I have been dating my girlfriend for about 6 months now. She is the best. We already say we love each other, and the only time we argue it is over one thing and one thing only- her best friend (a woman).
Let me start off by saying my girlfriend has been living with her best friend for many years now. They were roommates in college, and now that they both have graduated they still live together. They are inseperable. Closer than any 2 people I have ever seen in my life. Thank god I like her friend or this would be even worse!
They are basicly like a married couple. They do EVERYTHING together. It can be very intimidating. My girlfriend is definitely the submissive one, and her friend the dominate one. Not to the point where my girlfriend is meek or has trouble speaking her mind, but she is just used to going with the flow. This is just the way it is, and it has always worked for them. Most times my girlfriend will not make her weekend plans until she knows what her friend is doing. I have always got the impression that I come second, after her friend. I wish I could be as close to her as her friend, and I wish I could spend the time with her that her friend does. We do see other a good amount, but still usually only 3-4 times a week. (may be a lot to some but for me I want more. Lol)
My problem is that I feel like I’m with someone who is already married. It almost seems as if she is already taken. What do I do? I am constantly finding myself being enviouse of their closeness. I am the third wheel when we all hang out. They constantly talk about things I know nothing about, inside jokes, friends iv never met. It makes me feel uncomfortable.
Its hard to get one on one time with my girlfriend. When we visit her parents, it is ALWAYS with her friend. When we go on vacation or even small trips its ALWAYS with her friend and their group. And every weekend she has her days planned out so she almost always has to be home with her friend.
The times she has chosen to chill with me over her friend, the friend usually gets angry at her, and my girl ends up moping around about it and it ruins our time together.

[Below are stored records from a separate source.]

#[cfg(test)]
mod size_test {
    use super::*;

    fn deps(edges: Vec<(usize, Vec<usize>)>) -> HashMap<usize, HashSet<usize>> {
        edges
            .into_iter()
            .map(|(node, ds)| (node, ds.into_iter().collect()))
            .collect()
    }

    #[test]
    fn test_graph_collapse() {
        /*
        1 -> 2 -> 3
              \
               4 -> 5

        We should collapse 1 -> 2 and 4 -> 5
        */
        let graph = deps(vec![(1, vec![]), (2, vec![1]), (3, vec![2]), (4, vec![2]), (5, vec![4])]);
        let out = collapse_graph(graph, &HashSet::new());

        let mut res = HashMap::new();
        res.insert(vec![1, 2], HashSet::new());
        res.insert(vec![3], vec![2].into_iter().collect());
        res.insert(vec![4, 5], vec![2].into_iter().collect());
        assert_eq!(out, res);
    }

    #[test]
    fn test_graph_collapse_diamond() {
        /*
             2 -> 4
            /     |
           1 ---> 3
        */
        let graph = deps(vec![(1, vec![]), (2, vec![1]), (3, vec![1]), (4, vec![2, 3])]);
        let res: HashMap<_, _> = graph.clone().into_iter().map(|(k, v)| (vec![k], v)).collect();
        assert_eq!(collapse_graph(graph, &HashSet::new()), res);
    }

    #[test]
    fn test_graph_collapse_stops_at_outputs() {
        let graph = deps(vec![(1, vec![]), (2, vec![1]), (3, vec![2])]);
        let stops = vec![2].into_iter().collect();
        let out = collapse_graph(graph, &stops);

        let mut res = HashMap::new();
        res.insert(vec![1, 2], HashSet::new());
        res.insert(vec![3], vec![2].into_iter().collect());
        assert_eq!(out, res);
    }

    #[test]
    fn test_data_store_releases_after_last_read() {
        let mut counts = HashMap::new();
        counts.insert("a", 2usize);
        let mut ds = DataStore::new(counts);
        ds.insert("a", 7);
        assert_eq!(ds.get(&"a"), Some(7));
        assert_eq!(ds.get(&"a"), Some(7));
        assert_eq!(ds.get(&"a"), None);
    }
}
//! CSV export
//!
//! Exporting applies a `CsvRowFormatter` to every row of every partition and hands the
//! resulting lines to a `TextSink`, which owns shard naming and the commit.

/// Row to RFC4180 line rendering
pub mod format;

/// Export configuration
pub mod options;

/// Sharded text output
pub mod sink;

pub use self::format::CsvRowFormatter;
pub use self::options::CsvExportOptions;
pub use self::sink::{ExportSummary, LocalTextSink, TextSink};

use crate::collection::Collection;
use crate::error::Result;
use crate::value::Row;

/// Formats `rows` per `options` and saves them through `sink`.
pub fn export_to_csv<T: TextSink>(
    rows: &Collection<Row>,
    options: &CsvExportOptions,
    sink: &mut T,
) -> Result<ExportSummary> {
    options.validate()?;
    let formatter = options.formatter();
    debug!(
        "Exporting {} partitions to {} with separator {:?}",
        rows.n_partitions(),
        options.file_name.display(),
        formatter.delimiter()
    );
    let lines = rows.map(move |row| formatter.format(row));
    sink.save_as_text_file(&lines, &options.file_name)
}
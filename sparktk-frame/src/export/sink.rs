//! Text sinks persist a `Collection<String>` as sharded text output, one shard per partition.

use std::fs::{self, File};
use std::io::{self, BufWriter, Write};
use std::path::{Path, PathBuf};
use std::sync::Arc;

use sparktk_core::deferred::try_batch_apply;
use sparktk_core::scheduler::{GreedyScheduler, Scheduler};
use uuid::Uuid;

use crate::collection::Collection;
use crate::error::{FrameError, Result};

/// Directory holding in-flight shards until the job commits
pub const TEMPORARY_DIR: &str = "_temporary";

/// Empty marker written once every shard is in place
pub const SUCCESS_MARKER: &str = "_SUCCESS";

/// Name of the shard holding partition `idx`
pub fn shard_name(idx: usize) -> String {
    format!("part-{:05}", idx)
}

/// Outcome of a successful save
#[derive(Debug, Clone, PartialEq, Eq)]
pub struct ExportSummary {
    /// Output directory
    pub path: PathBuf,
    /// Number of shard files written
    pub shards: usize,
    /// Number of lines written across all shards
    pub lines: usize,
}

/// Something that can persist lines of text to a path.
pub trait TextSink {
    /// Writes every line of `lines` under `path`.  Either all shards are written or an error
    /// is returned and nothing is left at `path`.
    fn save_as_text_file(&mut self, lines: &Collection<String>, path: &Path) -> Result<ExportSummary>;
}

#[derive(Debug, Clone)]
struct ShardReport {
    file: String,
    lines: usize,
}

/// Writes shards to the local file system, evaluating partitions on scheduler `S`.
///
/// Layout of a committed output directory:
///
/// ```text
/// <path>/part-00000
/// <path>/part-00001
/// <path>/_SUCCESS
/// ```
///
/// Every line is terminated by `\n`.
pub struct LocalTextSink<S = GreedyScheduler> {
    scheduler: S,
}

impl Default for LocalTextSink<GreedyScheduler> {
    fn default() -> Self {
        LocalTextSink::with_scheduler(GreedyScheduler::default())
    }
}

impl LocalTextSink<GreedyScheduler> {
    /// Sink backed by a `GreedyScheduler` sized to the machine
    pub fn new() -> Self {
        LocalTextSink::default()
    }
}

impl<S: Scheduler> LocalTextSink<S> {
    /// Sink evaluating partitions on `scheduler`
    pub fn with_scheduler(scheduler: S) -> Self {
        LocalTextSink { scheduler }
    }

    fn write_shards(&mut self, lines: &Collection<String>, staging: &Path) -> Result<Vec<ShardReport>> {
        fs::create_dir_all(staging).map_err(|e| FrameError::io(staging, e))?;
        let dir = Arc::new(staging.to_path_buf());
        let shards = try_batch_apply(lines.to_defs(), move |idx, vs: &Vec<String>| {
            write_shard(&dir, idx, vs).map(|report| vec![report])
        });
        Collection::from_defs(shards).run(&mut self.scheduler)
    }
}

impl<S: Scheduler> TextSink for LocalTextSink<S> {
    fn save_as_text_file(&mut self, lines: &Collection<String>, path: &Path) -> Result<ExportSummary> {
        let job = Uuid::new_v4();
        let created = claim_target(path, job)?;
        let staging = path.join(TEMPORARY_DIR).join(job.to_string());
        debug!("Job {}: writing {} partitions to {}", job, lines.n_partitions(), path.display());

        let outcome = self
            .write_shards(lines, &staging)
            .and_then(|reports| commit(path, &staging, reports));

        if let Err(ref e) = outcome {
            debug!("Job {} failed: {}", job, e);
            discard(&created, job);
        }
        outcome
    }
}

// Topmost ancestor of `path`, or `path` itself, that does not exist yet.
fn first_missing(path: &Path) -> PathBuf {
    let mut top = path;
    while let Some(parent) = top.parent() {
        if parent.as_os_str().is_empty() || parent.exists() {
            break;
        }
        top = parent;
    }
    top.to_path_buf()
}

// Creates the output directory, failing if it is already present.  `create_dir` is atomic,
// so of two jobs racing for one path only one gets it.  Returns the outermost directory the
// job created, which is what a failed job removes.
fn claim_target(path: &Path, job: Uuid) -> Result<PathBuf> {
    let created = first_missing(path);
    if let Some(parent) = path.parent().filter(|p| !p.as_os_str().is_empty()) {
        if let Err(e) = fs::create_dir_all(parent) {
            if created != path {
                discard(&created, job);
            }
            return Err(FrameError::io(parent, e));
        }
    }
    match fs::create_dir(path) {
        Ok(()) => Ok(created),
        Err(e) if e.kind() == io::ErrorKind::AlreadyExists => Err(FrameError::PathExists(path.to_path_buf())),
        Err(e) => {
            if created != path {
                discard(&created, job);
            }
            Err(FrameError::io(path, e))
        }
    }
}

fn discard(dir: &Path, job: Uuid) {
    debug!("Job {}: removing {}", job, dir.display());
    if let Err(cleanup) = fs::remove_dir_all(dir) {
        warn!("Unable to remove {} after failed job {}: {}", dir.display(), job, cleanup);
    }
}

fn write_shard(dir: &Path, idx: usize, lines: &[String]) -> Result<ShardReport> {
    let file = shard_name(idx);
    let target = dir.join(&file);
    trace!("Writing {} lines to {}", lines.len(), target.display());

    let fd = File::create(&target).map_err(|e| FrameError::io(&target, e))?;
    let mut bw = BufWriter::new(fd);
    for line in lines {
        bw.write_all(line.as_bytes())
            .and_then(|_| bw.write_all(b"\n"))
            .map_err(|e| FrameError::io(&target, e))?;
    }
    bw.flush().map_err(|e| FrameError::io(&target, e))?;

    Ok(ShardReport {
        file,
        lines: lines.len(),
    })
}

// Moves every staged shard into place, then drops the staging area and marks success.
fn commit(path: &Path, staging: &Path, reports: Vec<ShardReport>) -> Result<ExportSummary> {
    for report in reports.iter() {
        let from = staging.join(&report.file);
        let to = path.join(&report.file);
        fs::rename(&from, &to).map_err(|e| FrameError::io(&from, e))?;
    }
    let temporary = path.join(TEMPORARY_DIR);
    fs::remove_dir_all(&temporary).map_err(|e| FrameError::io(&temporary, e))?;

    let marker = path.join(SUCCESS_MARKER);
    File::create(&marker).map_err(|e| FrameError::io(&marker, e))?;

    let summary = ExportSummary {
        path: path.to_path_buf(),
        shards: reports.len(),
        lines: reports.iter().map(|r| r.lines).sum(),
    };
    info!("Wrote {} lines in {} shards to {}", summary.lines, summary.shards, path.display());
    Ok(summary)
}
use std::any::Any;
use std::error::Error as StdError;
use std::marker::PhantomData;

use crate::error::StageFailure;

/// Type-erased value flowing between graph nodes
pub type Payload = Box<dyn Any + Send + Sync>;

pub enum Args<'a> {
    One(&'a Payload),
    Two(&'a Payload, &'a Payload),
}

/// Why a stage produced no value
pub enum Fault {
    Mismatch,
    Failed(StageFailure),
}

pub trait Stage: Send + Sync {
    fn eval(&self, args: Args<'_>) -> Result<Payload, Fault>;
}

fn boxed<B: Any + Send + Sync, E: StdError + Send + Sync + 'static>(
    out: Result<B, E>,
) -> Result<Payload, Fault> {
    match out {
        Ok(b) => Ok(Box::new(b)),
        Err(e) => Err(Fault::Failed(Box::new(e))),
    }
}

pub struct Unary<A, B, E, F>(F, PhantomData<fn(&A) -> Result<B, E>>);

impl<A, B, E, F: Fn(&A) -> Result<B, E>> Unary<A, B, E, F> {
    pub fn new(f: F) -> Self {
        Unary(f, PhantomData)
    }
}

impl<A, B, E, F> Stage for Unary<A, B, E, F>
where
    A: Any + Send + Sync,
    B: Any + Send + Sync,
    E: StdError + Send + Sync + 'static,
    F: Send + Sync + Fn(&A) -> Result<B, E>,
{
    fn eval(&self, args: Args<'_>) -> Result<Payload, Fault> {
        match args {
            Args::One(a) => match a.downcast_ref::<A>() {
                Some(a) => boxed(self.0(a)),
                None => Err(Fault::Mismatch),
            },
            Args::Two(..) => Err(Fault::Mismatch),
        }
    }
}

pub struct Binary<A, B, C, E, F>(F, PhantomData<fn(&A, &B) -> Result<C, E>>);

impl<A, B, C, E, F: Fn(&A, &B) -> Result<C, E>> Binary<A, B, C, E, F> {
    pub fn new(f: F) -> Self {
        Binary(f, PhantomData)
    }
}

impl<A, B, C, E, F> Stage for Binary<A, B, C, E, F>
where
    A: Any + Send + Sync,
    B: Any + Send + Sync,
    C: Any + Send + Sync,
    E: StdError + Send + Sync + 'static,
    F: Send + Sync + Fn(&A, &B) -> Result<C, E>,
{
    fn eval(&self, args: Args<'_>) -> Result<Payload, Fault> {
        match args {
            Args::Two(a, b) => match (a.downcast_ref::<A>(), b.downcast_ref::<B>()) {
                (Some(a), Some(b)) => boxed(self.0(a, b)),
                _ => Err(Fault::Mismatch),
            },
            Args::One(_) => Err(Fault::Mismatch),
        }
    }
}
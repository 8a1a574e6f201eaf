//! sparktk-frame
//! ---
//! Frames for sparktk: typed, partitioned tables evaluated on the `sparktk-core` engine.
//!
//! What is it?
//! ---
//! A `Frame` pairs a `Schema` with a lazily evaluated collection of rows.  Each partition is
//! an independent task, so transforms such as `filter` or `add_column` and the CSV export run
//! in parallel across partitions.
//!
//! CSV export renders every row as one RFC4180 line with `CsvRowFormatter` and hands the lines
//! to a `TextSink`.  The default `LocalTextSink` writes one `part-NNNNN` shard per partition
//! and commits them together, marking the output with `_SUCCESS`.
//!
//! Example - Export
//! ---
//!
//! ```rust
//! use sparktk_frame::{row, DataType, Frame, Schema, Value};
//!
//! let schema = Schema::new(vec![
//!     ("id", DataType::Int32),
//!     ("name", DataType::Str),
//!     ("scores", DataType::List),
//! ]).unwrap();
//!
//! let frame = Frame::create(vec![
//!     row![1, "ann", vec![1.5, 2.0]],
//!     row![2, Value::Null, vec![3.0]],
//! ], schema.clone()).unwrap().split(2);
//!
//! let scratch = tempfile::tempdir().unwrap();
//! let dir = scratch.path().join("people");
//! let summary = frame.export_to_csv(&dir, ';').unwrap();
//! assert_eq!(summary.lines, 2);
//!
//! let back = Frame::import_csv(&dir, schema, ';', false).unwrap();
//! assert_eq!(back.collect().unwrap(), frame.collect().unwrap());
//! ```

#![warn(missing_docs)]

#[macro_use]
extern crate log;

/// Frame error type
pub mod error;

/// Cell values, column types and rows
pub mod value;

/// Column definitions
pub mod schema;

/// Partitioned lazy collections
pub mod collection;

/// Tabular datasets
pub mod frame;

/// CSV export: row formatting, options and text sinks
pub mod export;

/// CSV import
pub mod import;

mod partitioned;

pub use crate::collection::Collection;
pub use crate::error::{FrameError, Result};
pub use crate::export::{CsvExportOptions, CsvRowFormatter, ExportSummary, LocalTextSink, TextSink};
pub use crate::frame::Frame;
pub use crate::schema::{Column, Schema};
pub use crate::value::{DataType, Row, Value};
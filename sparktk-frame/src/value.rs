//! Cell values and rows.

use std::fmt;
use std::slice;

/// A single cell of a frame.
#[derive(Debug, Clone, PartialEq)]
pub enum Value {
    /// Missing value
    Null,
    /// Boolean
    Bool(bool),
    /// 32-bit integer
    Int(i32),
    /// 64-bit integer
    Long(i64),
    /// 32-bit float
    Float(f32),
    /// 64-bit float
    Double(f64),
    /// Text
    Str(String),
    /// Nested sequence of values, e.g. a vector column
    List(Vec<Value>),
}

impl Value {
    /// True for `Value::Null`
    pub fn is_null(&self) -> bool {
        matches!(self, Value::Null)
    }
}

impl fmt::Display for Value {
    /// Canonical text form.  Floats always carry a fractional part; lists print bracketed.
    fn fmt(&self, f: &mut fmt::Formatter<'_>) -> fmt::Result {
        match self {
            Value::Null => f.write_str("None"),
            Value::Bool(b) => write!(f, "{}", b),
            Value::Int(i) => write!(f, "{}", i),
            Value::Long(l) => write!(f, "{}", l),
            Value::Float(x) => write_float(f, x),
            Value::Double(x) => write_float(f, x),
            Value::Str(s) => f.write_str(s),
            Value::List(vs) => {
                f.write_str("[")?;
                for (i, v) in vs.iter().enumerate() {
                    if i > 0 {
                        f.write_str(", ")?;
                    }
                    write!(f, "{}", v)?;
                }
                f.write_str("]")
            }
        }
    }
}

// Shortest round-trippable form.  Exponent forms keep a fractional mantissa, `1e20` is
// written as `1.0e20`.
fn write_float<T: fmt::Debug>(f: &mut fmt::Formatter<'_>, x: T) -> fmt::Result {
    let text = format!("{:?}", x);
    match text.split_once('e') {
        Some((mantissa, exp)) if !mantissa.contains('.') => write!(f, "{}.0e{}", mantissa, exp),
        _ => f.write_str(&text),
    }
}

macro_rules! value_from {
    ($($t:ty => $variant:ident),*) => {
        $(
            impl From<$t> for Value {
                fn from(v: $t) -> Self {
                    Value::$variant(v.into())
                }
            }
        )*
    };
}

value_from!(bool => Bool, i32 => Int, i64 => Long, f32 => Float, f64 => Double,
            String => Str, &str => Str);

impl<T: Into<Value>> From<Vec<T>> for Value {
    fn from(vs: Vec<T>) -> Self {
        Value::List(vs.into_iter().map(Into::into).collect())
    }
}

impl<T: Into<Value>> From<Option<T>> for Value {
    fn from(v: Option<T>) -> Self {
        v.map(Into::into).unwrap_or(Value::Null)
    }
}

/// Column types a schema can declare.
#[derive(Debug, Clone, Copy, PartialEq, Eq, Hash)]
pub enum DataType {
    /// `Value::Bool`
    Bool,
    /// `Value::Int`
    Int32,
    /// `Value::Long`
    Int64,
    /// `Value::Float`
    Float32,
    /// `Value::Double`
    Float64,
    /// `Value::Str`
    Str,
    /// `Value::List`
    List,
}

impl DataType {
    /// Type name used in error messages
    pub fn name(&self) -> &'static str {
        match self {
            DataType::Bool => "bool",
            DataType::Int32 => "int32",
            DataType::Int64 => "int64",
            DataType::Float32 => "float32",
            DataType::Float64 => "float64",
            DataType::Str => "str",
            DataType::List => "list",
        }
    }

    /// True if `v` may be stored in a column of this type.  Null fits every column.
    pub fn accepts(&self, v: &Value) -> bool {
        matches!(
            (self, v),
            (_, Value::Null)
                | (DataType::Bool, Value::Bool(_))
                | (DataType::Int32, Value::Int(_))
                | (DataType::Int64, Value::Long(_))
                | (DataType::Float32, Value::Float(_))
                | (DataType::Float64, Value::Double(_))
                | (DataType::Str, Value::Str(_))
                | (DataType::List, Value::List(_))
        )
    }

    /// Parses the text form of a cell.  The empty string is Null for every type, matching how
    /// the CSV export renders Null.
    pub fn parse(&self, text: &str) -> Option<Value> {
        if text.is_empty() {
            return Some(Value::Null);
        }
        match self {
            DataType::Bool => text.trim().parse().ok().map(Value::Bool),
            DataType::Int32 => text.trim().parse().ok().map(Value::Int),
            DataType::Int64 => text.trim().parse().ok().map(Value::Long),
            DataType::Float32 => text.trim().parse().ok().map(Value::Float),
            DataType::Float64 => text.trim().parse().ok().map(Value::Double),
            DataType::Str => Some(Value::Str(text.to_owned())),
            DataType::List => text
                .split(',')
                .map(|item| match item.trim() {
                    "" => Some(Value::Null),
                    t => t.parse().ok().map(Value::Double),
                })
                .collect::<Option<Vec<_>>>()
                .map(Value::List),
        }
    }
}

/// One record of a frame: an ordered list of values.
#[derive(Debug, Clone, PartialEq, Default)]
pub struct Row(Vec<Value>);

impl Row {
    /// Creates a row from its values
    pub fn new(values: Vec<Value>) -> Self {
        Row(values)
    }

    /// Number of fields
    pub fn len(&self) -> usize {
        self.0.len()
    }

    /// True for a row without fields
    pub fn is_empty(&self) -> bool {
        self.0.is_empty()
    }

    /// Field at `idx`
    pub fn get(&self, idx: usize) -> Option<&Value> {
        self.0.get(idx)
    }

    /// All fields in order
    pub fn values(&self) -> &[Value] {
        &self.0
    }

    /// Appends a field
    pub fn push(&mut self, v: Value) {
        self.0.push(v);
    }

    /// Iterates over the fields
    pub fn iter(&self) -> slice::Iter<'_, Value> {
        self.0.iter()
    }
}

impl From<Vec<Value>> for Row {
    fn from(values: Vec<Value>) -> Self {
        Row(values)
    }
}

impl<'a> IntoIterator for &'a Row {
    type Item = &'a Value;
    type IntoIter = slice::Iter<'a, Value>;

    fn into_iter(self) -> Self::IntoIter {
        self.0.iter()
    }
}

/// Builds a `Row`, converting every field with `Value::from`.
/// ```rust
///   use sparktk_frame::row;
///   use sparktk_frame::value::Value;
///
///   let r = row![1, "a", Value::Null, vec![1.5, 2.0]];
///   assert_eq!(r.len(), 4);
///   assert_eq!(r.get(1), Some(&Value::Str("a".into())));
/// ```
#[macro_export]
macro_rules! row {
    ($($v:expr),* $(,)?) => {
        $crate::value::Row::new(vec![$($crate::value::Value::from($v)),*])
    };
}

#[cfg(test)]
mod test_value {
    use super::*;

    #[test]
    fn test_display_is_canonical() {
        assert_eq!(Value::Int(-3).to_string(), "-3");
        assert_eq!(Value::Double(1.0).to_string(), "1.0");
        assert_eq!(Value::Float(0.5).to_string(), "0.5");
        assert_eq!(Value::Bool(true).to_string(), "true");
        assert_eq!(Value::from(vec![1, 2]).to_string(), "[1, 2]");
    }

    #[test]
    fn test_exponent_floats_keep_fraction() {
        assert_eq!(Value::Double(1e20).to_string(), "1.0e20");
        assert_eq!(Value::Double(1e-7).to_string(), "1.0e-7");
        assert_eq!(Value::Double(-2e-9).to_string(), "-2.0e-9");
        assert_eq!(Value::Double(123456789012345680000.0).to_string(), "1.2345678901234568e20");
        assert_eq!(Value::Float(1e-7).to_string(), "1.0e-7");
        assert_eq!(Value::Double(f64::NAN).to_string(), "NaN");
        assert_eq!(Value::Double(f64::INFINITY).to_string(), "inf");
        assert_eq!(DataType::Float64.parse("1.0e20"), Some(Value::Double(1e20)));
    }

    #[test]
    fn test_accepts() {
        assert!(DataType::Int32.accepts(&Value::Int(1)));
        assert!(DataType::Int32.accepts(&Value::Null));
        assert!(!DataType::Int32.accepts(&Value::Long(1)));
        assert!(DataType::List.accepts(&Value::from(vec![1.0, 2.0])));
    }

    #[test]
    fn test_parse() {
        assert_eq!(DataType::Int64.parse("42"), Some(Value::Long(42)));
        assert_eq!(DataType::Float64.parse(""), Some(Value::Null));
        assert_eq!(DataType::Bool.parse("yes"), None);
        assert_eq!(DataType::Bool.parse(" true "), Some(Value::Bool(true)));
        assert_eq!(DataType::Int32.parse(" 1 "), Some(Value::Int(1)));
        assert_eq!(DataType::List.parse("1.0,,3"),
                   Some(Value::List(vec![Value::Double(1.0), Value::Null, Value::Double(3.0)])));
    }

    #[test]
    fn test_option_into_value() {
        let missing: Option<i32> = None;
        assert_eq!(Value::from(missing), Value::Null);
        assert_eq!(Value::from(Some("x")), Value::Str("x".into()));
    }
}
use std::any::Any;

use sparktk_core::deferred::{batch_apply, tree_reduce, Deferred};

/// Buckets every item of every partition by `key(position, item) % partitions`.  The result
/// holds, for each new partition, one deferred slice per old partition.
pub fn split_by_key<
    A: Any + Send + Sync + Clone,
    F: 'static + Sync + Send + Clone + Fn(usize, &A) -> usize,
>(
    defs: &[Deferred<Vec<A>>],
    partitions: usize,
    key: F,
) -> Vec<Vec<Deferred<Vec<A>>>> {
    let partitions = partitions.max(1);

    let stage1 = batch_apply(defs, move |_idx, vs| {
        let mut parts = vec![Vec::new(); partitions];
        for (idx, x) in vs.iter().enumerate() {
            parts[key(idx, x) % partitions].push(x.clone());
        }
        parts
    });

    // For each new partition, pull its bucket out of every old partition
    (0..partitions)
        .map(|p| {
            stage1
                .iter()
                .map(|s| s.apply(move |parts: &Vec<Vec<A>>| parts[p].clone()))
                .collect()
        })
        .collect()
}

/// Re-partitions into `partitions` new partitions, using `key` to choose the destination.
pub fn partition<
    A: Any + Send + Sync + Clone,
    F: 'static + Sync + Send + Clone + Fn(usize, &A) -> usize,
>(
    defs: &[Deferred<Vec<A>>],
    partitions: usize,
    key: F,
) -> Vec<Deferred<Vec<A>>> {
    split_by_key(defs, partitions, key)
        .iter()
        .filter_map(|group| concat(group))
        .collect()
}

/// Concatenates partitions in order.  None if there are none.
pub fn concat<A: Any + Send + Sync + Clone>(defs: &[Deferred<Vec<A>>]) -> Option<Deferred<Vec<A>>> {
    tree_reduce(defs, |x, y| {
        let mut out = Vec::with_capacity(x.len() + y.len());
        out.extend(x.iter().cloned());
        out.extend(y.iter().cloned());
        out
    })
}

#[cfg(test)]
mod test_partitioned {
    use super::*;
    use sparktk_core::scheduler::LeveledScheduler;

    #[test]
    fn test_partition_round_robin() {
        let defs = vec![Deferred::lift(vec![1, 2, 3, 4, 5usize], None)];
        let parts = partition(&defs, 2, |idx, _x| idx);
        assert_eq!(parts.len(), 2);
        assert_eq!(parts[0].run(&mut LeveledScheduler).unwrap(), vec![1, 3, 5]);
        assert_eq!(parts[1].run(&mut LeveledScheduler).unwrap(), vec![2, 4]);
    }

    #[test]
    fn test_concat_keeps_order() {
        let defs: Vec<_> = (0..5usize).map(|i| Deferred::lift(vec![i, i], None)).collect();
        let all = concat(&defs).unwrap().run(&mut LeveledScheduler).unwrap();
        assert_eq!(all, vec![0, 0, 1, 1, 2, 2, 3, 3, 4, 4]);
        assert!(concat::<usize>(&[]).is_none());
    }
}
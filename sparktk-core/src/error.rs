use std::error::Error as StdError;

use thiserror::Error;

/// Boxed failure raised by a user-supplied stage function.
pub type StageFailure = Box<dyn StdError + Send + Sync + 'static>;

/// Errors surfaced while evaluating a task graph.
#[derive(Debug, Error)]
pub enum EngineError {
    /// A fallible stage returned an error.  The original error is kept as-is in `source`.
    #[error("stage {stage} failed: {source}")]
    StageFailed {
        /// Label of the failing stage
        stage: String,
        /// Error returned by the stage function
        source: StageFailure,
    },

    /// A stage was handed inputs of a type it was not built for.
    #[error("stage {stage} received inputs of an unexpected type")]
    TypeMismatch {
        /// Label of the stage
        stage: String,
    },

    /// A value was requested that the graph never produced.
    #[error("no value was produced for {0}")]
    MissingOutput(String),

    /// The worker pool could not be started.
    #[error("unable to start worker pool: {0}")]
    Pool(#[from] rayon::ThreadPoolBuildError),
}

impl EngineError {
    /// Takes back the boxed stage error if it is of type `E`.  Any other error is returned
    /// unchanged.
    pub fn into_stage_error<E: StdError + Send + Sync + 'static>(self) -> Result<E, EngineError> {
        match self {
            EngineError::StageFailed { stage, source } => match source.downcast::<E>() {
                Ok(e) => Ok(*e),
                Err(source) => Err(EngineError::StageFailed { stage, source }),
            },
            other => Err(other),
        }
    }
}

My real problem is the fact that I just found out that in 5 months, they are signing another one year lease together. This means im looking at over 2 years before we could even think about moving in together, and even then I don’t see how it would all of a sudden change. Usually I wouldn’t give moving in a second thought until some more time passes, but now that I know she is already set up for another year with her friend it scares the shit out of me.
My girlfriend has recently told me (when she had a small buzz on) that she wants to be with me for the rest of her life, and thinks I may be the one she wants to marry and have kids with. This talk doesn’t scare me too much because I agree with her…for the first time in my life it feels like a real possibility.
This makes it worse because if she feels this way, than why does she already have her next couple years planned out with her friend, and not me?
At the same time, my girl has never had a relationship like this, and cant just drop her best friend because she now has a boyfriend. I get that.
There are times that when I think of spending another year and a half like this... I feel like I can’t do it. But then again, I love her very much and want her in my life no matter what I have to deal with.
She is definitely worth it, but she is starting to get angry with me because of my moods and constant bitching about her friend. Eventually im sacared my bitching will ware her thin and she will choose her friend over me and move on.
HELP ME! What do I do? She promises me this will change one day but I don’t see the light at the end of the tunnel. i just want a normal relationship where people are always around. I am a very personal person and i hate the fact that the girlfriend knows so much about my girl and our relationship.
I just want to have normal dates with my girl. Do things on saterday. All she ever wants to do is spend time with her friend and their group and go out.
Anybody been in a simular situation?